During the first week of October the students, using a preloaded demographics database of the state’s 100 counties, considered and discussed the issues and candidates’ positions against their supposed impact on various counties. They were asked to take on the role of campaign manager and describe how they would approach the electorate of specific counties, knowing their demographic makeup.
After these discussions and resulting additional research, students worked in teams to apply a value to each candidate’s position on issues, a weighting of -5 to +5. Minus values represented a supposed negative impact on counties and plus values represented a positive impact. The spreadsheet formulas factored the weightings, with county demographics and their population of voting age residents to project election results. It probably seemed magical at first, but the students soon started to use their spreadsheets as logic testing tools. They altered their weightings to test alternative conclusions and responded to “what-if” scenarios presented by their teachers.
Working together through FrEdMail the classes selected a number of common issues, created a political pole, and published it to Social Studies classes across the state using FrEdMail and another BBS called LearningLink. Students went out in mass, poling their local residents on the issues. Again, they adjusted their weightings of the issues based on the results of their shared surveys to project new outcomes.
On election day, November 3, the classes held mock elections in their schools, asking students to vote using computer software developed by DPI. The next day, participating classes shared the results of their mock elections and the general election results for their counties, comparing their projected outcome with that of the mock and general elections.

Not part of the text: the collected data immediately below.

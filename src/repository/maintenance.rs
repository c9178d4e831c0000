//! Maintenance tickets repository

use chrono::Utc;
use rust_decimal::Decimal;
use sqlx::{Pool, Postgres};

use crate::{
    error::{AppError, AppResult},
    models::maintenance::{CreateMaintenance, MaintenanceTicket},
};

#[derive(Clone)]
pub struct MaintenanceRepository {
    pool: Pool<Postgres>,
}

impl MaintenanceRepository {
    pub fn new(pool: Pool<Postgres>) -> Self {
        Self { pool }
    }

    /// List tickets, newest first. `open_only` restricts to tickets
    /// without a check-in date.
    pub async fn list(&self, open_only: bool) -> AppResult<Vec<MaintenanceTicket>> {
        let query = if open_only {
            "SELECT * FROM maintenance_tickets WHERE returned_date IS NULL ORDER BY sent_date DESC"
        } else {
            "SELECT * FROM maintenance_tickets ORDER BY sent_date DESC"
        };
        let rows = sqlx::query_as::<_, MaintenanceTicket>(query)
            .fetch_all(&self.pool)
            .await?;
        Ok(rows)
    }

    /// Get ticket by ID
    pub async fn get_by_id(&self, id: i32) -> AppResult<MaintenanceTicket> {
        sqlx::query_as::<_, MaintenanceTicket>("SELECT * FROM maintenance_tickets WHERE id = $1")
            .bind(id)
            .fetch_optional(&self.pool)
            .await?
            .ok_or_else(|| AppError::NotFound(format!("Maintenance ticket {} not found", id)))
    }

    /// Tickets for one asset, newest first
    pub async fn list_by_asset(&self, asset_id: i32) -> AppResult<Vec<MaintenanceTicket>> {
        let rows = sqlx::query_as::<_, MaintenanceTicket>(
            "SELECT * FROM maintenance_tickets WHERE asset_id = $1 ORDER BY sent_date DESC",
        )
        .bind(asset_id)
        .fetch_all(&self.pool)
        .await?;
        Ok(rows)
    }

    /// Open ticket for one asset, if any
    pub async fn get_open_for_asset(&self, asset_id: i32) -> AppResult<Option<MaintenanceTicket>> {
        let row = sqlx::query_as::<_, MaintenanceTicket>(
            "SELECT * FROM maintenance_tickets WHERE asset_id = $1 AND returned_date IS NULL",
        )
        .bind(asset_id)
        .fetch_optional(&self.pool)
        .await?;
        Ok(row)
    }

    /// Open a ticket (check-out)
    pub async fn create(&self, data: &CreateMaintenance) -> AppResult<MaintenanceTicket> {
        let row = sqlx::query_as::<_, MaintenanceTicket>(
            r#"
            INSERT INTO maintenance_tickets (asset_id, description, provider, sent_date, expected_return_date, notes)
            VALUES ($1, $2, $3, $4, $5, $6)
            RETURNING *
            "#,
        )
        .bind(data.asset_id)
        .bind(&data.description)
        .bind(&data.provider)
        .bind(Utc::now())
        .bind(data.expected_return_date)
        .bind(&data.notes)
        .fetch_one(&self.pool)
        .await?;
        Ok(row)
    }

    /// Close a ticket (check-in)
    pub async fn close(
        &self,
        id: i32,
        cost: Option<Decimal>,
        notes: Option<String>,
    ) -> AppResult<MaintenanceTicket> {
        sqlx::query_as::<_, MaintenanceTicket>(
            r#"
            UPDATE maintenance_tickets
            SET returned_date = $1, cost = $2, notes = COALESCE($3, notes)
            WHERE id = $4
            RETURNING *
            "#,
        )
        .bind(Utc::now())
        .bind(cost)
        .bind(notes)
        .bind(id)
        .fetch_optional(&self.pool)
        .await?
        .ok_or_else(|| AppError::NotFound(format!("Maintenance ticket {} not found", id)))
    }

    /// Count open tickets (for stats)
    pub async fn count_open(&self) -> AppResult<i64> {
        let count: i64 = sqlx::query_scalar(
            "SELECT COUNT(*) FROM maintenance_tickets WHERE returned_date IS NULL",
        )
        .fetch_one(&self.pool)
        .await?;
        Ok(count)
    }
}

VoteLine was a unique classroom experience for most of the students, because it did not focus on right or wrong answers. Students collected information, synthesized it, thought about it, talked about it, and then tested their conclusions against real world data and the recorded political behavior of their communities. Students were empowered to work together toward something that was bigger than any one of them.
For me, the greatest demonstration of the project’s success came during a debriefing meeting we held with teachers a few weeks later. A teacher of many years reported that after class periods, when students had been discussing the project, she would see them continuing the conversation at their lockers in the hall. She said that she had never seen students continuing to discuss Social Studies—after the bell had rung.
These students were engaged learners because they were empowered with technology and liberated by the permission — to get it wrong.